During his 1976 campaign, Boldboy broke the record for earnings by a British-trained gelding, surpassing the mark set by the stayer Petty Officer who had been retired a year earlier. He held the record until Bedtime finished runner-up in the 1984 Japan Cup.

===1977: seven-year-old season===
Boldboy (now racing without blinkers) had his most successful season as a seven-year-old in 1977, with Willie Carson taking over as his regular jockey. He began with a third win in the Abernant Stakes and then finished second by a head when attempting to concede nine pounds to the four-year-old colt Duke Ellington in the Victoria Cup at Kempton. In May he returned to sprinting for the Duke of York Stakes over six furlongs at York Racecourse. He started at odds of 7/1 and won easily by three lengths from the four-year-old colt Future Forest. He finished unplaced for the only time that year when a close sixth behind the Greenham Stakes winner He Loves Me in the Cork and Orrery Stakes in June and then finished third behind the same colt in the Hungerford Stakes at Newbury in August.

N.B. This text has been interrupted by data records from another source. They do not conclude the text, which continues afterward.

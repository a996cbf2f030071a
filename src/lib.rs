// Copyright (C) 2026 Michael Wilson <mike@mdwn.dev>
//
// This program is free software: you can redistribute it and/or modify it under
// the terms of the GNU General Public License as published by the Free Software
// Foundation, version 3.
//
// This program is distributed in the hope that it will be useful, but WITHOUT
// ANY WARRANTY; without even the implied warranty of MERCHANTABILITY or FITNESS
// FOR A PARTICULAR PURPOSE. See the GNU General Public License for more details.
//
// You should have received a copy of the GNU General Public License along with
// this program. If not, see <https://www.gnu.org/licenses/>.
//

//! A metronome built from two pieces: a [`pulse::PulseEngine`] that owns tempo and
//! the run state and fires once per beat, and a [`samples::SampleLibrary`] that
//! decodes a small catalog of sounds into memory and plays the selected one on demand.

pub mod audio;
pub mod config;
pub mod controller;
pub mod playsync;
pub mod pulse;
pub mod samples;
pub mod scheduler;
pub mod tempo;
#[cfg(test)]
mod testutil;
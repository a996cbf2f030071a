// Copyright (C) 2026 Michael Wilson <mike@mdwn.dev>
//
// This program is free software: you can redistribute it and/or modify it under
// the terms of the GNU General Public License as published by the Free Software
// Foundation, version 3.
//
// This program is distributed in the hope that it will be useful, but WITHOUT
// ANY WARRANTY; without even the implied warranty of MERCHANTABILITY or FITNESS
// FOR A PARTICULAR PURPOSE. See the GNU General Public License for more details.
//
// You should have received a copy of the GNU General Public License along with
// this program. If not, see <https://www.gnu.org/licenses/>.
//
use std::{fmt, thread};

use cpal::traits::{DeviceTrait, HostTrait, StreamTrait};
use crossbeam_channel::{Receiver, Sender};
use tracing::{error, info, span, Level};

use super::mixer::Mixer;
use super::{PlaybackError, DEFAULT_DEVICE};
use crate::config;
use crate::samples::DecodedSample;

/// A summary of an output device, for listing.
pub struct DeviceInfo {
    /// The name of the device.
    name: String,
    /// The maximum number of channels the device supports.
    max_channels: u16,
    /// The name of the host the device belongs to.
    host: String,
}

impl DeviceInfo {
    pub fn name(&self) -> &str {
        &self.name
    }
}

impl fmt::Display for DeviceInfo {
    fn fmt(&self, f: &mut fmt::Formatter<'_>) -> fmt::Result {
        write!(
            f,
            "{} (Channels={}) ({})",
            self.name, self.max_channels, self.host
        )
    }
}

/// A playback device backed by a cpal output stream. Each play call hands a voice to
/// the stream's callback over a channel, so triggering never waits on the audio thread.
pub struct Device {
    /// The name of the device.
    name: String,
    /// Number of output channels.
    num_channels: u16,
    /// Sample rate of the output stream.
    sample_rate: u32,
    /// Channel for handing new voices to the audio callback.
    voice_tx: Sender<DecodedSample>,
    /// Keeps the output stream alive.
    _output_manager: OutputManager,
}

/// Owns the thread that owns the cpal stream. cpal streams can't move between
/// threads on every platform, so the stream is created and dropped on that thread.
struct OutputManager {
    /// Dropping this tells the output thread to shut down.
    shutdown_tx: Option<Sender<()>>,
    /// Handle to the output thread.
    output_thread: Option<thread::JoinHandle<()>>,
}

impl Drop for OutputManager {
    fn drop(&mut self) {
        self.shutdown_tx.take();
        if let Some(thread) = self.output_thread.take() {
            let _ = thread.join();
        }
    }
}

impl OutputManager {
    /// Starts the output thread and waits until the stream is playing.
    fn start(
        device: cpal::Device,
        stream_config: cpal::StreamConfig,
        sample_format: cpal::SampleFormat,
        mixer: Mixer,
        voice_rx: Receiver<DecodedSample>,
    ) -> Result<OutputManager, PlaybackError> {
        let (ready_tx, ready_rx) = crossbeam_channel::bounded::<Result<(), String>>(1);
        let (shutdown_tx, shutdown_rx) = crossbeam_channel::bounded::<()>(0);

        let output_thread = thread::Builder::new()
            .name("audio-output".to_string())
            .spawn(move || {
                let span = span!(Level::INFO, "audio output");
                let _enter = span.enter();

                let stream =
                    match build_stream(&device, &stream_config, sample_format, mixer, voice_rx) {
                        Ok(stream) => stream,
                        Err(e) => {
                            let _ = ready_tx.send(Err(e.to_string()));
                            return;
                        }
                    };
                if let Err(e) = stream.play() {
                    let _ = ready_tx.send(Err(e.to_string()));
                    return;
                }
                info!("CPAL output stream started successfully");
                let _ = ready_tx.send(Ok(()));

                // Blocks until the shutdown sender is dropped.
                let _ = shutdown_rx.recv();
                info!("CPAL output stream stopped");
            })
            .map_err(|e| PlaybackError::Device(e.to_string()))?;

        let mut manager = OutputManager {
            shutdown_tx: Some(shutdown_tx),
            output_thread: Some(output_thread),
        };

        match ready_rx.recv() {
            Ok(Ok(())) => Ok(manager),
            Ok(Err(message)) => {
                if let Some(thread) = manager.output_thread.take() {
                    let _ = thread.join();
                }
                Err(PlaybackError::Device(message))
            }
            Err(_) => Err(PlaybackError::Closed),
        }
    }
}

/// Builds the output stream in whatever sample format the device wants.
fn build_stream(
    device: &cpal::Device,
    config: &cpal::StreamConfig,
    sample_format: cpal::SampleFormat,
    mixer: Mixer,
    voice_rx: Receiver<DecodedSample>,
) -> Result<cpal::Stream, cpal::BuildStreamError> {
    match sample_format {
        cpal::SampleFormat::F32 => build_typed_stream::<f32>(device, config, mixer, voice_rx),
        cpal::SampleFormat::I16 => build_typed_stream::<i16>(device, config, mixer, voice_rx),
        cpal::SampleFormat::I32 => build_typed_stream::<i32>(device, config, mixer, voice_rx),
        cpal::SampleFormat::U16 => build_typed_stream::<u16>(device, config, mixer, voice_rx),
        other => {
            error!(format = ?other, "Unsupported output sample format");
            Err(cpal::BuildStreamError::StreamConfigNotSupported)
        }
    }
}

fn build_typed_stream<T>(
    device: &cpal::Device,
    config: &cpal::StreamConfig,
    mut mixer: Mixer,
    voice_rx: Receiver<DecodedSample>,
) -> Result<cpal::Stream, cpal::BuildStreamError>
where
    T: cpal::SizedSample + cpal::FromSample<f32>,
{
    let mut scratch: Vec<f32> = Vec::new();
    device.build_output_stream(
        config,
        move |data: &mut [T], _: &cpal::OutputCallbackInfo| {
            while let Ok(sample) = voice_rx.try_recv() {
                mixer.add(sample);
            }

            // Only allocates when the host hands us a larger buffer than before.
            scratch.resize(data.len(), 0.0);
            mixer.process_into_output(&mut scratch);
            for (dst, &src) in data.iter_mut().zip(scratch.iter()) {
                *dst = T::from_sample(src);
            }
        },
        |err| error!("CPAL output stream error: {}", err),
        None,
    )
}

#[allow(deprecated)]
fn device_name(device: &cpal::Device) -> String {
    device
        .name()
        .unwrap_or_else(|_| "unreadable device name".to_string())
}

fn device_error(e: impl fmt::Display) -> PlaybackError {
    PlaybackError::Device(e.to_string())
}

impl Device {
    /// Lists output devices across all available hosts.
    pub fn list() -> Result<Vec<DeviceInfo>, PlaybackError> {
        // Suppress noisy output here.
        let _shh_stdout = shh::stdout().map_err(device_error)?;
        let _shh_stderr = shh::stderr().map_err(device_error)?;

        let mut devices: Vec<DeviceInfo> = Vec::new();
        for host_id in cpal::available_hosts() {
            let host = cpal::host_from_id(host_id).map_err(device_error)?;
            let host_devices = match host.output_devices() {
                Ok(host_devices) => host_devices,
                Err(e) => {
                    error!(
                        err = e.to_string(),
                        host = host_id.name(),
                        "Unable to list devices for host"
                    );
                    continue;
                }
            };

            for device in host_devices {
                let max_channels = match device.supported_output_configs() {
                    Ok(configs) => configs.map(|config| config.channels()).max().unwrap_or(0),
                    Err(_) => continue,
                };

                if max_channels > 0 {
                    devices.push(DeviceInfo {
                        name: device_name(&device),
                        max_channels,
                        host: host_id.name().to_string(),
                    });
                }
            }
        }

        devices.sort_by_key(|device| device.name.to_string());
        Ok(devices)
    }

    /// Opens the configured device and starts its output stream.
    pub fn get(config: &config::Audio) -> Result<Device, PlaybackError> {
        let device = Device::find(config.device())?;
        let name = device_name(&device);

        let supported = match config.sample_rate() {
            None => device.default_output_config().map_err(device_error)?,
            Some(rate) => device
                .supported_output_configs()
                .map_err(device_error)?
                .filter(|range| range.min_sample_rate() <= rate && rate <= range.max_sample_rate())
                .max_by_key(|range| {
                    (
                        range.sample_format() == cpal::SampleFormat::F32,
                        range.channels(),
                    )
                })
                .map(|range| range.with_sample_rate(rate))
                .ok_or_else(|| {
                    PlaybackError::Device(format!("{} does not support {} Hz", name, rate))
                })?,
        };

        let sample_format = supported.sample_format();
        let stream_config: cpal::StreamConfig = supported.into();
        let num_channels = stream_config.channels;
        let sample_rate = stream_config.sample_rate;

        let (voice_tx, voice_rx) = crossbeam_channel::unbounded();
        let mixer = Mixer::new(num_channels, config.max_voices());
        let output_manager =
            OutputManager::start(device, stream_config, sample_format, mixer, voice_rx)?;

        info!(
            device = name,
            channels = num_channels,
            sample_rate,
            "Audio device opened"
        );

        Ok(Device {
            name,
            num_channels,
            sample_rate,
            voice_tx,
            _output_manager: output_manager,
        })
    }

    /// Finds a cpal output device by name. "default" picks the host default.
    fn find(name: &str) -> Result<cpal::Device, PlaybackError> {
        if name == DEFAULT_DEVICE {
            return cpal::default_host()
                .default_output_device()
                .ok_or_else(|| PlaybackError::NotFound(name.to_string()));
        }

        for host_id in cpal::available_hosts() {
            let host = cpal::host_from_id(host_id).map_err(device_error)?;
            let Ok(devices) = host.output_devices() else {
                continue;
            };
            if let Some(device) = devices.into_iter().find(|d| device_name(d).trim() == name) {
                return Ok(device);
            }
        }

        Err(PlaybackError::NotFound(name.to_string()))
    }
}

impl crate::audio::Device for Device {
    fn play(&self, sample: &DecodedSample) -> Result<(), PlaybackError> {
        self.voice_tx
            .send(sample.clone())
            .map_err(|_| PlaybackError::Closed)
    }

    fn sample_rate(&self) -> Option<u32> {
        Some(self.sample_rate)
    }
}

impl fmt::Display for Device {
    fn fmt(&self, f: &mut fmt::Formatter<'_>) -> fmt::Result {
        write!(
            f,
            "{} (Channels={}, {} Hz)",
            self.name, self.num_channels, self.sample_rate
        )
    }
}
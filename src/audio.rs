// Copyright (C) 2026 Michael Wilson <mike@mdwn.dev>
//
// This program is free software: you can redistribute it and/or modify it under
// the terms of the GNU General Public License as published by the Free Software
// Foundation, version 3.
//
// This program is distributed in the hope that it will be useful, but WITHOUT
// ANY WARRANTY; without even the implied warranty of MERCHANTABILITY or FITNESS
// FOR A PARTICULAR PURPOSE. See the GNU General Public License for more details.
//
// You should have received a copy of the GNU General Public License along with
// this program. If not, see <https://www.gnu.org/licenses/>.
//
use std::{fmt, sync::Arc};

use crate::config;
use crate::samples::DecodedSample;

pub mod cpal;
pub mod mixer;
pub mod mock;

/// The name that selects the host's default output device.
pub const DEFAULT_DEVICE: &str = "default";

/// Errors raised by playback devices.
#[derive(Debug, thiserror::Error)]
pub enum PlaybackError {
    /// The device's output stream has gone away.
    #[error("audio output is closed")]
    Closed,

    #[error("no output device found with name {0}")]
    NotFound(String),

    #[error("audio device error: {0}")]
    Device(String),
}

/// Something that can play decoded samples.
pub trait Device: fmt::Display + Send + Sync {
    /// Starts an independent playback of the sample from its beginning. Must not
    /// block: earlier playbacks keep sounding underneath the new one.
    fn play(&self, sample: &DecodedSample) -> Result<(), PlaybackError>;

    /// The rate the device plays at, if it has one. Samples are resampled to it.
    fn sample_rate(&self) -> Option<u32>;
}

/// Lists output devices known to cpal.
pub fn list_devices() -> Result<Vec<cpal::DeviceInfo>, PlaybackError> {
    cpal::Device::list()
}

/// Gets the device for the given configuration.
pub fn get_device(config: &config::Audio) -> Result<Arc<dyn Device>, PlaybackError> {
    let device = config.device();
    if device.starts_with("mock") {
        return Ok(Arc::new(mock::Device::get(device)));
    };

    Ok(Arc::new(cpal::Device::get(config)?))
}
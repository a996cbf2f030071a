// Copyright (C) 2026 Michael Wilson <mike@mdwn.dev>
//
// This program is free software: you can redistribute it and/or modify it under
// the terms of the GNU General Public License as published by the Free Software
// Foundation, version 3.
//
// This program is distributed in the hope that it will be useful, but WITHOUT
// ANY WARRANTY; without even the implied warranty of MERCHANTABILITY or FITNESS
// FOR A PARTICULAR PURPOSE. See the GNU General Public License for more details.
//
// You should have received a copy of the GNU General Public License along with
// this program. If not, see <https://www.gnu.org/licenses/>.
//
use serde::Deserialize;

use crate::audio::{mixer::DEFAULT_MAX_VOICES, DEFAULT_DEVICE};

fn default_device() -> String {
    DEFAULT_DEVICE.to_string()
}

/// A YAML representation of the audio configuration.
#[derive(Deserialize, Clone, Debug)]
pub struct Audio {
    /// The audio device. "default" picks the host's default output.
    #[serde(default = "default_device")]
    device: String,

    /// Output sample rate in Hz. The device's default when unset.
    sample_rate: Option<u32>,

    /// How many clicks may sound at once before the oldest is cut off.
    max_voices: Option<usize>,
}

impl Audio {
    /// New will create a new Audio configuration.
    pub fn new(device: &str) -> Audio {
        Audio {
            device: device.to_string(),
            sample_rate: None,
            max_voices: None,
        }
    }

    /// Returns the device from the configuration.
    pub fn device(&self) -> &str {
        &self.device
    }

    pub fn set_device(&mut self, device: &str) {
        self.device = device.to_string();
    }

    /// Returns the requested sample rate, if any.
    pub fn sample_rate(&self) -> Option<u32> {
        self.sample_rate
    }

    /// Returns the voice limit, never less than one.
    pub fn max_voices(&self) -> usize {
        self.max_voices.unwrap_or(DEFAULT_MAX_VOICES).max(1)
    }
}

impl Default for Audio {
    fn default() -> Audio {
        Audio::new(DEFAULT_DEVICE)
    }
}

Boldboy won his three remaining races in 1977. In September, he won the Sanyo Stakes for a second time, beating the Jersey Stakes winner Gwent by five lengths with the 1000 Guineas winner Mrs McArdy a length and a half away in third. He had to work harder to win the Challenge Stakes for the second time at odds of 11/8 beating Creetown by three quarters of a length. He ended his season by recording his most important win to date with a "most impressive and decisive" two and a half length victory over Hillandale when even money favourite the Vernons Sprint Cup.

===1978: eight-year-old season===
Boldboy began his 1978 campaign by winning the Abernant Stakes for the fourth time, beating Ubedizzy by two lengths, but failed to win again. He finished third behind Private Line in the Duke of York Stakes and was then off the course for three months before running third to Tannenberg and Skyliner in the Hungerford Stakes. In the Kiveton Park Steel Stakes at Doncaster he was beaten three quarters of a length by the filly Green Girl, to whom he was conceding twenty-three pounds. On his final appearance of the year his temperamental problems resurfaced as he misbehaved at the start before finishing fifth in the Vernons Sprint Cup.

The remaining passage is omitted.